31During cross-examination, counsel for the respondent questioned S.V. because there was an inconsistency in the evidence of the applicant and S.V. since both claimed to have driven the car to the townhouse. Once again the applicant tried to provide her witness with what she understood to be the proper response. I advised the applicant that this was a legal proceeding, that she could not interrupt S.V. during her testimony, and that it was improper of her to try to influence her evidence.
32During cross-examination S.V. admitted that she had a pleasant conversation with Mrs. Gauthier who behaved in a polite manner. S.V. does not recall asking for or being given a rental application.
J.P.
33Since the applicant had indicated that she wanted to call her son J.P., who was seven years old at the time of visiting the townhouse, as a witness earlier in the morning I asked her what his anticipated testimony would be.
34The applicant stated that he had no recollection of the events other than the fact he was excited about moving into the townhouse. The applicant stated that J.P. has no recollection of any statements being made by Ms. Gauthier and that, regardless, he does not understand French.
35In light of the limited evidence that the applicant sought to elicit from J.P., both parties agreed that it would not be necessary to call J.P. as a witness and that the Tribunal could accept as true that J.P. was excited about moving into the townhouse and that he never heard or understood any alleged comment said by Mrs. Gauthier.
The testimony of John Fraser
36The Tribunal made arrangements to have a telephone conference with Mr. Fraser for the purposes of hearing his testimony. Though counsel considered this to be irregular, he did not object to Mr. Fraser’s evidence being tendered via telephone, because he wanted to have the matter dealt with in one hearing day. It also became clear during Mr. Fraser’s testimony that he had reviewed notes that he had made both in order to refresh his memory and during his testimony. I asked the respondent if he and his counsel wanted copies of these notes, which could be faxed to the venue. This offer was declined as the respondent did not want to delay the hearing so Mr. Fraser did not disclose his notes.
37Mr. Fraser testified that on August 5, 2009 he placed a “cold call” to Ms. Gauthier. Mr. Fraser did not speak directly with the applicant but relied on notes taken by one of his co-workers on July 29, 2011 when the applicant first called CERA. The purpose of Mr. Fraser’s call was to see if he could assist the applicant in obtaining the rental unit. CERA was also involved in drafting the Applications to the Tribunal.
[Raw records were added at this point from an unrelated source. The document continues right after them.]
//! CSV reading and writing for [`Table`].
//!
//! Column types are inferred from the non-empty cells of each column, trying
//! `Int`, `Float`, `Bool`, `Timestamp` and finally `Str`. Empty cells are
//! missing values.

use super::{Column, ColumnData, Table, Value};
use crate::error::{PipelineError, Result};
use chrono::{DateTime, NaiveDate, NaiveDateTime};
use std::io::Read;
use std::path::Path;

const DATETIME_FORMATS: [&str; 3] = ["%Y-%m-%d %H:%M:%S", "%Y-%m-%dT%H:%M:%S", "%Y-%m-%d %H:%M:%S%.f"];

/// Parses a timestamp string into nanoseconds since the epoch (UTC).
pub fn parse_timestamp(raw: &str) -> Option<i64> {
    let raw = raw.trim();
    if let Ok(ts) = DateTime::parse_from_rfc3339(raw) {
        return ts.timestamp_nanos_opt();
    }
    for fmt in DATETIME_FORMATS {
        if let Ok(ts) = NaiveDateTime::parse_from_str(raw, fmt) {
            return ts.and_utc().timestamp_nanos_opt();
        }
    }
    NaiveDate::parse_from_str(raw, "%Y-%m-%d")
        .ok()
        .and_then(|d| d.and_hms_opt(0, 0, 0))
        .and_then(|ts| ts.and_utc().timestamp_nanos_opt())
}

fn parse_bool(raw: &str) -> Option<bool> {
    match raw {
        "true" | "True" | "TRUE" => Some(true),
        "false" | "False" | "FALSE" => Some(false),
        _ => None,
    }
}

fn infer_column(name: &str, cells: Vec<String>) -> Column {
    let present: Vec<&str> = cells
        .iter()
        .map(|c| c.trim())
        .filter(|c| !c.is_empty())
        .collect();

    fn cells_as<T>(cells: &[String], parse: impl Fn(&str) -> Option<T>) -> Vec<Option<T>> {
        cells
            .iter()
            .map(|c| {
                let c = c.trim();
                if c.is_empty() {
                    None
                } else {
                    parse(c)
                }
            })
            .collect()
    }

    let data = if present.is_empty() {
        ColumnData::Float(vec![None; cells.len()])
    } else if present.iter().all(|c| c.parse::<i64>().is_ok()) {
        ColumnData::Int(cells_as(&cells, |c| c.parse().ok()))
    } else if present.iter().all(|c| c.parse::<f64>().is_ok()) {
        ColumnData::Float(cells_as(&cells, |c| c.parse().ok()))
    } else if present.iter().all(|c| parse_bool(c).is_some()) {
        ColumnData::Bool(cells_as(&cells, parse_bool))
    } else if present.iter().all(|c| parse_timestamp(c).is_some()) {
        ColumnData::Timestamp(cells_as(&cells, parse_timestamp))
    } else {
        ColumnData::Str(cells_as(&cells, |c| Some(c.to_string())))
    };
    Column::new(name, data)
}

/// Reads a CSV table from any reader. The first record is the header.
pub fn read_csv_from<R: Read>(reader: R) -> Result<Table> {
    let mut rdr = csv::ReaderBuilder::new()
        .has_headers(true)
        .flexible(false)
        .from_reader(reader);

    let headers: Vec<String> = rdr.headers()?.iter().map(str::to_string).collect();
    let mut cells: Vec<Vec<String>> = vec![Vec::new(); headers.len()];
    for record in rdr.records() {
        let record = record?;
        for (i, field) in record.iter().enumerate() {
            cells[i].push(field.to_string());
        }
    }

    Table::from_columns(
        headers
            .iter()
            .zip(cells)
            .map(|(name, col)| infer_column(name, col))
            .collect(),
    )
}

/// Reads a CSV file.
///
/// # Errors
/// [`PipelineError::Config`] if the file does not exist; CSV errors otherwise.
pub fn read_csv<P: AsRef<Path>>(path: P) -> Result<Table> {
    let path = path.as_ref();
    if !path.exists() {
        return Err(PipelineError::Config(format!(
            "required file not found: {}",
            path.display()
        )));
    }
    let file = std::fs::File::open(path)?;
    read_csv_from(std::io::BufReader::new(file))
}

/// Writes a table as CSV with a header row. Missing values are empty cells.
pub fn write_csv<P: AsRef<Path>>(table: &Table, path: P) -> Result<()> {
    let mut wtr = csv::Writer::from_path(path)?;
    wtr.write_record(table.column_names())?;
    for row in 0..table.n_rows() {
        let record: Vec<String> = table
            .columns()
            .iter()
            .map(|c| c.value(row).to_string())
            .collect();
        wtr.write_record(&record)?;
    }
    wtr.flush()?;
    Ok(())
}

/// Writes `(flight_id, tow)` prediction pairs, one row per input row.
pub fn write_predictions<P: AsRef<Path>>(
    path: P,
    ids: &Column,
    predictions: &[f64],
) -> Result<()> {
    if ids.len() != predictions.len() {
        return Err(PipelineError::InvalidArgument(format!(
            "{} identifiers but {} predictions",
            ids.len(),
            predictions.len()
        )));
    }
    let mut wtr = csv::Writer::from_path(path)?;
    wtr.write_record(["flight_id", "tow"])?;
    for (row, prediction) in predictions.iter().enumerate() {
        let id = match ids.value(row) {
            Value::Null => String::new(),
            v => v.to_string(),
        };
        wtr.write_record([id, prediction.to_string()])?;
    }
    wtr.flush()?;
    Ok(())
}

#[cfg(test)]
mod tests {
    use super::*;
    use crate::table::DType;

    const SAMPLE: &str = "\
flight_id,date,adep,flown_distance,is_cargo,tow
248763780,2022-01-01,EGLL,1234.5,false,61000
248760618,2022-01-02,LFPG,,true,
";

    #[test]
    fn test_type_inference() {
        let table = read_csv_from(SAMPLE.as_bytes()).unwrap();
        assert_eq!(table.n_rows(), 2);
        assert_eq!(table.column("flight_id").unwrap().dtype(), DType::Int);
        assert_eq!(table.column("date").unwrap().dtype(), DType::Timestamp);
        assert_eq!(table.column("adep").unwrap().dtype(), DType::Str);
        assert_eq!(table.column("flown_distance").unwrap().dtype(), DType::Float);
        assert_eq!(table.column("is_cargo").unwrap().dtype(), DType::Bool);
        assert_eq!(table.column("tow").unwrap().dtype(), DType::Int);
        assert!(table.column("tow").unwrap().is_null(1));
    }

    #[test]
    fn test_parse_timestamp_formats() {
        let a = parse_timestamp("2022-01-01T10:00:00Z").unwrap();
        let b = parse_timestamp("2022-01-01 10:00:00").unwrap();
        let c = parse_timestamp("2022-01-01T10:00:00").unwrap();
        assert_eq!(a, b);
        assert_eq!(b, c);
        assert!(parse_timestamp("yesterday").is_none());
    }

    #[test]
    fn test_missing_file_is_config_error() {
        let err = read_csv("/definitely/not/here.csv").unwrap_err();
        assert!(matches!(err, PipelineError::Config(_)));
    }

    #[test]
    fn test_write_then_read_preserves_values() {
        let dir = tempfile::tempdir().unwrap();
        let path = dir.path().join("flights.csv");
        let table = read_csv_from(SAMPLE.as_bytes()).unwrap();
        write_csv(&table, &path).unwrap();
        let back = read_csv(&path).unwrap();
        assert_eq!(back, table);
    }

    #[test]
    fn test_write_predictions() {
        let dir = tempfile::tempdir().unwrap();
        let path = dir.path().join("submission.csv");
        let ids = Column::from_strs("flight_id", &["a", "b"]);
        write_predictions(&path, &ids, &[1.5, 2.0]).unwrap();
        let written = std::fs::read_to_string(&path).unwrap();
        assert_eq!(written, "flight_id,tow\na,1.5\nb,2\n");

        assert!(write_predictions(&path, &ids, &[1.0]).is_err());
    }
}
38Mr. Fraser admitted under oath that he had no independent recollection of the conversation between himself and Mrs. Gauthier. He told Mrs. Gauthier that she had discriminated against the applicant and her son. He says that Mrs. Gauthier said that J.P. was screaming, yelling and crying and that she was devastated when she saw his behaviour. He admits that Mrs. Gauthier told him that she believed that she had done nothing wrong but that the applicant could make an application to rent the townhouse. Mr. Fraser testified that he did not tell the applicant that she could make an application because he believed that it would not be treated in a fair manner since Mrs. Gauthier had allegedly said that she would rather sell her home than rent to a family like the applicant’s.
39During cross-examination Mr. Fraser stated that the applicant did not contact him approximately one month ago to have him be a witness at the hearing, and he had no idea that today was the date of the hearing. Mr. Fraser stated that he would have diarized the hearing date and he would have notes if the applicant had in fact contacted him as she claimed.
The testimony of Collette Gauthier
40Mrs. Gauthier was the only witness for the respondent. She testified that she and her husband have owned a number of properties, being landlords for over 30 years. At the time of this incident they owned 12 townhouses in the same condominium complex. She stated that the unit in question was being rented for $850 to $875 dollars per month and that utilities were an additional $300 dollars per month.
41Mrs. Gauthier testified that on the day of the visit she had a telephone conversation with the applicant to schedule a time. Mrs. Gauthier stated that during this telephone call, she was never advised by the applicant that she could not visit the apartment at 7 p.m. or that J.P. had ADHD and needed to take medication at that time. Mrs. Gauthier stated that either herself or her husband were available and that they could have accommodated the applicant’s request to view the apartment at 6 or 8 p.m., but that no such request was made.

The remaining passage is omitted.